Crude oil and the US Dollar Index
US crude oil (USO) (USL) (OIIL) (DWTI) (UWTI) (SCO) futures contracts for November delivery rose ~9% between September 27 and October 4, 2016. The US dollar (UUP) rose ~0.8% during the same period. The rise in the dollar coincides with the market’s expectation of an interest rate hike. In the past five trading sessions, crude oil and the US Dollar Index moved in opposite directions in two instances.
The correlation between crude oil and the US dollar during the past five trading sessions was about -56.9%. This shows the impact of the US dollar on oil prices. A weaker dollar makes crude oil cheaper for oil-importing countries—this boosts prices.

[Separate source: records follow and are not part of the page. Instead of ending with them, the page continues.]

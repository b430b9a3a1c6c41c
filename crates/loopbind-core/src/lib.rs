//! Control-plane lifecycle for Linux loop devices.
//!
//! Binds regular files to loop block devices, discovers free and in-use
//! devices without a kernel listing API, answers "is this device already
//! bound to this file" queries, and detaches bindings. On-disk formats and
//! block I/O through the bound device are out of scope; this crate only
//! manages the device-to-file association.

pub mod associate;
pub mod bind;
pub mod enumerate;
pub mod error;
pub mod keys;
pub mod logging;
pub mod probe;
pub mod status;

pub use associate::{find_associated, find_free, is_associated, Association, FileIdentity};
pub use bind::{bind, unbind, BindReport, BindRequest, CipherSpec};
pub use enumerate::{
    DeviceTopology, FilterMode, LoopDeviceRef, LoopSearch, SearchCounters, DEFAULT_LOOP_COUNT,
};
pub use error::{LoopError, LoopResult};
pub use keys::{derive_key, FdReader, PassphraseSource, TerminalPrompt};
pub use probe::{is_loop_device, is_loop_used, LOOP_MAJOR};
pub use status::{query_status, BindingStatus, LO_FLAGS_AUTOCLEAR};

It also means that when the dollar strengthens, it could pressure crude oil prices. The Fed indicated that it might raise rates this year. When the Fed raises the rates, it could push the dollar higher.
Correlation between crude and the US Dollar Index since 2007
Between September 2007 and April 2013, the one-month correlation between crude oil and the US Dollar Index was only positive in a few instances. The correlation coefficients were largely negative during this period.
Crude oil’s negative correlation with the US Dollar Index between September 2007 and April 2013 clearly implies that crude oil had an inverse relationship with the US Dollar Index.
From April 2013 to date, crude oil and the US Dollar Index’s one-month correlations have been more bidirectional. In the past three and a half years, these one-month correlations fluctuated between -64% and 43%. This could indicate that fundamental drivers like the following have sometimes had a greater impact on crude oil than the US dollar:
- Saudi Arabia’s decision not to cut production
- US shale oil producers’ cost and production dynamics
- OPEC (Organization of the Petroleum Exporting Countries) and non-OPEC production data
- US inventory data
- rig count data
- other news regarding fundamentals
ETFs such as the Direxion Daily Energy Bear 3X ETF (ERY), the First Trust Energy AlphaDEX ETF (FXN), the United States Brent Oil ETF (BNO), the Direxion Daily S&P Oil & Gas Exploration & Production Bull and Bear 3x Shares (DRIP), and the United States Oil ETF (USO) are also impacted by movements in crude oil.